Estes, (os naasenos), então, de acordo com o sistema[6] pregado por eles, exaltam, (como causa originária) de todas as coisas, um homem e um filho de homem. E esse homem é hermafrodita, e é denominado entre eles de Adão; e muitos hinos são feitos a ele. Os hinos[7] entretanto - para ser breve - são expressos mais ou menos desta forma: "Vem de ti pai, e por ti (vem) a mãe, dois nomes imortais, progenitores dos éons, ó habitante dos céus, homem ilustre." Eles o dividem, como Gerião[8], em três partes. Porque, dizem eles, uma parte do homem, é racional, outra psíquica, e outra terrena. E eles supõem que o conhecimento dele mesmo é o princípio originador da capacidade do conhecimento de Deus, expressando-se assim: "O princípio originador da perfeição é o conhecimento[9] do homem, enquanto que o conhecimento de Deus é a absoluta perfeição." Todas essas qualidades, entretanto - racional, psíquico e terreno -, dizem (os naasenos) que, retiradas e colocadas em um homem simultaneamente - Jesus[10], que nasceu de Maria. E esses três homens dos quais (os naasenos) falam, estão falando (através de Jesus) ao mesmo tempo, cada um com as próprias substâncias que cada um tem. Porque, de acordo com eles, há três tipos de coisas existentes - angélicas, psíquicas e terrenas; e, deste mesmo modo, há três tipos de igrejas; e os nomes delas são eleita, chamada e cativa.

Notas editar

  1. Miller trocou apokaluyaj por paraleiyaj. Isso, entretanto, pode não dar sentido inteligível, a não ser que adicionemos "nem eu falhei para expor..." A correção de Schneidewin de apoxaluyaj para paraleiyaj é uma melhoria óbvia.

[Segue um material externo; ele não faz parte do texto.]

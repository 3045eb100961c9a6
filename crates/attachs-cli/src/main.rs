//! Attachs maintenance CLI
//!
//! Runs the lifecycle operations that are triggered from outside the engine:
//! sweeping, reprocessing after style changes, and restoring missing styles.

use std::process::ExitCode;
use std::sync::Arc;

use anyhow::Context;
use attachs_core::{AttachsConfig, ConfigError, Id};
use attachs_db::{Database, DatabaseConfig, PgAttachmentStore};
use attachs_lifecycle::{
    AttachmentProcessor, AttachmentService, BatchReport, KeyDeriver, LifecycleSweeper,
    LocalStorage, PassthroughTransformer, StaticRegistry, StyleRegistry,
};
use clap::{Parser, Subcommand};
use tracing::{info, warn};
use tracing_subscriber::{layer::SubscriberExt, util::SubscriberInitExt};

type Service = AttachmentService<PgAttachmentStore, LocalStorage>;

#[derive(Parser)]
#[command(name = "attachs")]
#[command(author, version, about = "Attachment lifecycle maintenance")]
#[command(propagate_version = true)]
struct Cli {
    #[command(subcommand)]
    command: Commands,
}

#[derive(Subcommand)]
enum Commands {
    /// Apply database migrations
    Migrate,

    /// Destroy stale unattached attachments and reclaim orphaned files
    Sweep {
        /// List what would be removed without removing it
        #[arg(long)]
        dry_run: bool,
    },

    /// Rematerialize styles after a configuration change
    Reprocess {
        /// Only this attachment (default: every processed attachment)
        #[arg(long)]
        id: Option<Id>,
    },

    /// Restore styles whose files are missing
    FixMissing {
        /// Only this attachment (default: every processed attachment)
        #[arg(long)]
        id: Option<Id>,
    },
}

#[tokio::main]
async fn main() -> ExitCode {
    init_tracing();
    dotenvy::dotenv().ok();

    let cli = Cli::parse();
    match run(cli).await {
        Ok(code) => code,
        Err(e) => {
            tracing::error!(error = %format!("{:#}", e), "Command failed");
            ExitCode::FAILURE
        }
    }
}

/// Initialize tracing/logging
fn init_tracing() {
    tracing_subscriber::registry()
        .with(
            tracing_subscriber::EnvFilter::try_from_default_env().unwrap_or_else(|_| {
                "info,attachs_lifecycle=debug,attachs_db=debug".into()
            }),
        )
        .with(
            tracing_subscriber::fmt::layer()
                .with_target(true)
                .with_file(true)
                .with_line_number(true),
        )
        .init();
}

async fn run(cli: Cli) -> anyhow::Result<ExitCode> {
    let config = AttachsConfig::from_env().context("loading configuration")?;
    info!(
        version = env!("CARGO_PKG_VERSION"),
        strategy = config.key_strategy.as_str(),
        storage = %config.storage.local_path,
        "Starting attachs"
    );

    let db = Database::connect(&DatabaseConfig::from_env())
        .await
        .context("connecting to database")?;

    if let Commands::Migrate = cli.command {
        db.migrate().await.context("applying migrations")?;
        return Ok(ExitCode::SUCCESS);
    }

    let service = build_service(&config, &db).await?;

    let code = match cli.command {
        Commands::Migrate => ExitCode::SUCCESS,
        Commands::Sweep { dry_run } => sweep(&service, &config, dry_run).await?,
        Commands::Reprocess { id: Some(id) } => {
            let report = service.processor().reprocess(id).await?;
            info!(
                id = id,
                written = report.written.len(),
                removed = report.removed.len(),
                unchanged = report.unchanged.len(),
                "Reprocess finished"
            );
            ExitCode::SUCCESS
        }
        Commands::Reprocess { id: None } => {
            exit_code(report_batch("reprocess", &service.processor().reprocess_all().await?))
        }
        Commands::FixMissing { id: Some(id) } => {
            let restored = service.processor().fix_missing(id).await?;
            info!(id = id, restored = restored.len(), "Fix missing finished");
            ExitCode::SUCCESS
        }
        Commands::FixMissing { id: None } => {
            exit_code(report_batch("fix-missing", &service.processor().fix_missing_all().await?))
        }
    };

    db.close().await;
    Ok(code)
}

async fn build_service(config: &AttachsConfig, db: &Database) -> anyhow::Result<Arc<Service>> {
    let registry = load_registry(config).await?;
    let processor = AttachmentProcessor::new(
        Arc::new(PgAttachmentStore::new(db.pool().clone())),
        Arc::new(LocalStorage::new(
            &config.storage.local_path,
            config.storage.base_url.clone(),
        )),
        Arc::new(PassthroughTransformer),
        KeyDeriver::from_config(config),
        StyleRegistry::new(Arc::new(registry), config),
    );

    Ok(Arc::new(AttachmentService::new(Arc::new(processor), config)))
}

async fn load_registry(config: &AttachsConfig) -> Result<StaticRegistry, ConfigError> {
    let Some(path) = config.registry_path.as_deref() else {
        warn!("ATTACHS_REGISTRY_PATH not set, no owner types are attachable");
        return Ok(StaticRegistry::new());
    };

    let raw = tokio::fs::read_to_string(path)
        .await
        .map_err(|e| ConfigError::FileError(format!("{}: {}", path, e)))?;
    StaticRegistry::from_yaml(&raw).map_err(|e| ConfigError::FileError(format!("{}: {}", path, e)))
}

async fn sweep(service: &Arc<Service>, config: &AttachsConfig, dry_run: bool) -> anyhow::Result<ExitCode> {
    let sweeper = LifecycleSweeper::new(service.clone(), config);
    let now = chrono::Utc::now();

    if dry_run {
        for attachment in sweeper.expired(now).await? {
            info!(
                id = ?attachment.id,
                state = %attachment.state,
                requested_at = %attachment.requested_at,
                "Would destroy"
            );
        }
        for object in sweeper.orphans(now).await? {
            info!(path = %object.path, size = object.size, "Would reclaim");
        }
        return Ok(ExitCode::SUCCESS);
    }

    let report = sweeper.run(now).await?;
    info!(
        destroyed = report.destroyed,
        skipped = report.skipped,
        reclaimed = report.reclaimed,
        "Sweep finished"
    );
    Ok(ExitCode::SUCCESS)
}

/// Log a batch outcome; `true` when every attachment succeeded
fn report_batch(operation: &str, report: &BatchReport) -> bool {
    info!(
        operation = operation,
        succeeded = report.succeeded,
        failed = report.failed.len(),
        "Batch finished"
    );
    if !report.failed.is_empty() {
        warn!(operation = operation, ids = ?report.failed, "Some attachments failed");
    }
    report.failed.is_empty()
}

fn exit_code(ok: bool) -> ExitCode {
    if ok {
        ExitCode::SUCCESS
    } else {
        ExitCode::FAILURE
    }
}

  2. Metalabontej; alguns leriam metasxontej, que se presume ser traduzido como "dividindo as opiniões que deram ocasião a essas doutrinas heterodoxas".
  3. Isto é, ofij. Este termo criou o epípeto "ofitas", dado a todas as denominações do gnosticismo que acreditavam nessas doutrinas.
  4. A heresia dos naasenos é advertida por outros escritores sobre heresias nos primórdios da Igreja. Ver Irineu, i, 34: Orígenes, Contr. Cels., vi 28 (p. 291 et seq. ed. Spenc.); Tertuliano, Proeser., c. 47 Teodureto, Haeretic. Fabul., i. 14; Epifânio, Advers. Haereses., xxv. and xxxvii.: Agostinho, De Haeres., xvii.; Jerônimo, Comment. Epist. ad Galat., lib. ii. O Abade Cruice lembra aos seus leitores que os naasenos levaram suas doutrinas até a Índia, referindo à Asian Researches (vol. x. p. 39).
  5. A palavra em hebraico é nachash
  6. Paraton autwn logon. Bernaysius sugere para essas palavras, patera tw autw logw. Schneidewin acha que a emendação é errônea, e Bunsen também, mas parcialmente. O último leria patera ton autwn Logon, isto é, "Os naasenos honram o Pai de todas as coisas existentes, o Logos e o homem, e o Filho do Homem".
  7. Ver Irineu, Haer., i. 1.
  8. Gerião (ver nota no capítulo 3) é mencionado como sinônimo de Jordão, isto é, "fluindo da terra" (gh ruwn).
  9. Gnwsij - um termo bem referenciado pelo Apóstolo João, e que dá nome ao "gnosticismo" e às várias formas da heresia ofítica. O aforismo no texto é um que personifica um grande princípio que está nas raízes de todas as filosofias ortodoxas. Nesta e em outras instâncias serão encontradas naquele sistema, porém com uma teologia turbulenta e incoerente, em relação aos naasenos e outras seitas gnósticas, que foram construídas por uma súbita análise do pensamento e observação.
  10. O abade Cruice repara que nessa passagem a afirmação sobre Jesus Cristo não corresponde com a de Orígenes sobre os naasenos em referência ao nosso Senhor, então a Philosophumena não pode ser trabalho de Orígenes.